3. The electric apparatus according to claim 2, wherein the hardness according to the type A durometer hardness test specified in 3 does not exceed 88 at the lower limit temperature of the operating temperature range. 4. A cavity that is not filled with the resin is provided between the one surface of the circuit board and the inner surface of the container and does not affect a heat radiation path of the electronic component.
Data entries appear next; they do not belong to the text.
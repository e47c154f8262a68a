//! WebSocket transport over `tokio-tungstenite`.
//!
//! # Event Loop
//!
//! Each open link spawns one tokio task that handles:
//!
//! - Incoming frames from the endpoint, forwarded as [`TransportEvent`]s
//! - Outgoing frames queued by [`Transport::send`]
//! - Graceful close requests
//!
//! The task emits exactly one [`TransportEvent::Closed`] before it exits.

// ============================================================================
// Imports
// ============================================================================

use async_trait::async_trait;
use futures_util::{SinkExt, StreamExt};
use tokio::net::TcpStream;
use tokio::sync::mpsc;
use tokio_tungstenite::tungstenite::Message as WsMessage;
use tokio_tungstenite::tungstenite::protocol::CloseFrame;
use tokio_tungstenite::tungstenite::protocol::frame::coding::CloseCode;
use tokio_tungstenite::{MaybeTlsStream, WebSocketStream, connect_async};
use tracing::{debug, error, trace, warn};
use url::Url;

use crate::error::{Error, Result};

use super::connector::{Connector, OpenedTransport, Transport, TransportEvent};

// ============================================================================
// Types
// ============================================================================

type ClientStream = WebSocketStream<MaybeTlsStream<TcpStream>>;

// ============================================================================
// LinkCommand
// ============================================================================

/// Internal commands for the event loop.
enum LinkCommand {
    /// Send a text frame.
    Text(String),
    /// Close the link.
    Close { code: u16, reason: String },
}

// ============================================================================
// WebSocketConnector
// ============================================================================

/// [`Connector`] backed by `tokio-tungstenite`.
///
/// `wss://` endpoints need the `native-tls` cargo feature.
#[derive(Debug, Default, Clone, Copy)]
pub struct WebSocketConnector;

impl WebSocketConnector {
    /// Creates a connector.
    #[inline]
    #[must_use]
    pub fn new() -> Self {
        Self
    }
}

#[async_trait]
impl Connector for WebSocketConnector {
    async fn open(&self, url: &Url) -> Result<OpenedTransport> {
        let (ws_stream, response) = connect_async(url.as_str())
            .await
            .map_err(|e| Error::connection(format!("WebSocket handshake failed: {e}")))?;

        debug!(%url, status = %response.status(), "WebSocket handshake completed");

        Ok(WebSocketLink::spawn(ws_stream))
    }
}

// ============================================================================
// WebSocketLink
// ============================================================================

/// Write handle onto a running event loop.
struct WebSocketLink {
    command_tx: mpsc::UnboundedSender<LinkCommand>,
}

impl WebSocketLink {
    /// Spawns the event loop and returns the transport with its events.
    fn spawn(ws_stream: ClientStream) -> OpenedTransport {
        let (command_tx, command_rx) = mpsc::unbounded_channel();
        let (events_tx, events_rx) = mpsc::unbounded_channel();

        tokio::spawn(Self::run_event_loop(ws_stream, command_rx, events_tx));

        OpenedTransport::new(Box::new(Self { command_tx }), events_rx)
    }

    /// Event loop that handles WebSocket I/O.
    async fn run_event_loop(
        ws_stream: ClientStream,
        mut command_rx: mpsc::UnboundedReceiver<LinkCommand>,
        events_tx: mpsc::UnboundedSender<TransportEvent>,
    ) {
        let (mut ws_write, mut ws_read) = ws_stream.split();
        let mut close_code: Option<u16> = None;
        let mut close_reason = String::new();

        loop {
            tokio::select! {
                // Incoming frames from the endpoint
                message = ws_read.next() => {
                    match message {
                        Some(Ok(WsMessage::Text(text))) => {
                            let _ = events_tx.send(TransportEvent::Message(text.as_str().to_string()));
                        }

                        Some(Ok(WsMessage::Binary(bytes))) => {
                            match String::from_utf8(bytes.to_vec()) {
                                Ok(text) => {
                                    let _ = events_tx.send(TransportEvent::Message(text));
                                }
                                Err(_) => warn!(len = bytes.len(), "Dropping non-UTF-8 binary frame"),
                            }
                        }

                        Some(Ok(WsMessage::Close(frame))) => {
                            if let Some(frame) = frame {
                                close_code = Some(u16::from(frame.code));
                                close_reason = frame.reason.as_str().to_string();
                            }
                            debug!(code = ?close_code, "WebSocket closed by remote");
                            break;
                        }

                        Some(Err(e)) => {
                            error!(error = %e, "WebSocket error");
                            close_reason = e.to_string();
                            let _ = events_tx.send(TransportEvent::Error(close_reason.clone()));
                            break;
                        }

                        None => {
                            debug!("WebSocket stream ended");
                            break;
                        }

                        // Ping/Pong are answered by tungstenite
                        _ => {}
                    }
                }

                // Commands from the pool
                command = command_rx.recv() => {
                    match command {
                        Some(LinkCommand::Text(text)) => {
                            if let Err(e) = ws_write.send(WsMessage::Text(text.into())).await {
                                warn!(error = %e, "Failed to write frame");
                                close_reason = e.to_string();
                                let _ = events_tx.send(TransportEvent::Error(close_reason.clone()));
                                break;
                            }
                            trace!("Frame written");
                        }

                        Some(LinkCommand::Close { code, reason }) => {
                            debug!(code, %reason, "Closing WebSocket");
                            let frame = CloseFrame {
                                code: CloseCode::from(code),
                                reason: reason.clone().into(),
                            };
                            let _ = ws_write.send(WsMessage::Close(Some(frame))).await;
                            let _ = ws_write.close().await;
                            close_code = Some(code);
                            close_reason = reason;
                            break;
                        }

                        None => {
                            debug!("Command channel closed");
                            let _ = ws_write.close().await;
                            break;
                        }
                    }
                }
            }
        }

        let _ = events_tx.send(TransportEvent::Closed {
            code: close_code,
            reason: close_reason,
        });

        debug!("Event loop terminated");
    }
}

impl Transport for WebSocketLink {
    fn send(&self, text: String) -> Result<()> {
        self.command_tx
            .send(LinkCommand::Text(text))
            .map_err(|_| Error::ConnectionClosed)
    }

    fn close(&self, code: u16, reason: &str) -> Result<()> {
        self.command_tx
            .send(LinkCommand::Close {
                code,
                reason: reason.to_string(),
            })
            .map_err(|_| Error::ConnectionClosed)
    }
}

// ============================================================================
// Tests
// ============================================================================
The electric device according to claim 2 or 3. 5. The electric device according to claim 4, wherein a through-hole communicating with the cavity is formed in the circuit board. 6. The electric device according to claim 1, wherein the resin is a silicone resin. 7. The resin according to JIS K-625.
7. The electrical device according to claim 6, wherein the product of the hardness and the coefficient of linear thermal expansion in the type A durometer hardness test specified in 3 does not exceed 0.0113. 8. The electric device according to claim 1, wherein the resin exhibits thixotropy and a structural viscosity ratio does not fall below 1.5. 9. The resin in a sol state having a viscosity of 100 P
The electrical device according to any one of claims 1 to 8, wherein the value does not fall below a · s. 10. The electric device according to claim 1, wherein a lighting circuit for lighting a discharge lamp is mounted on the circuit board.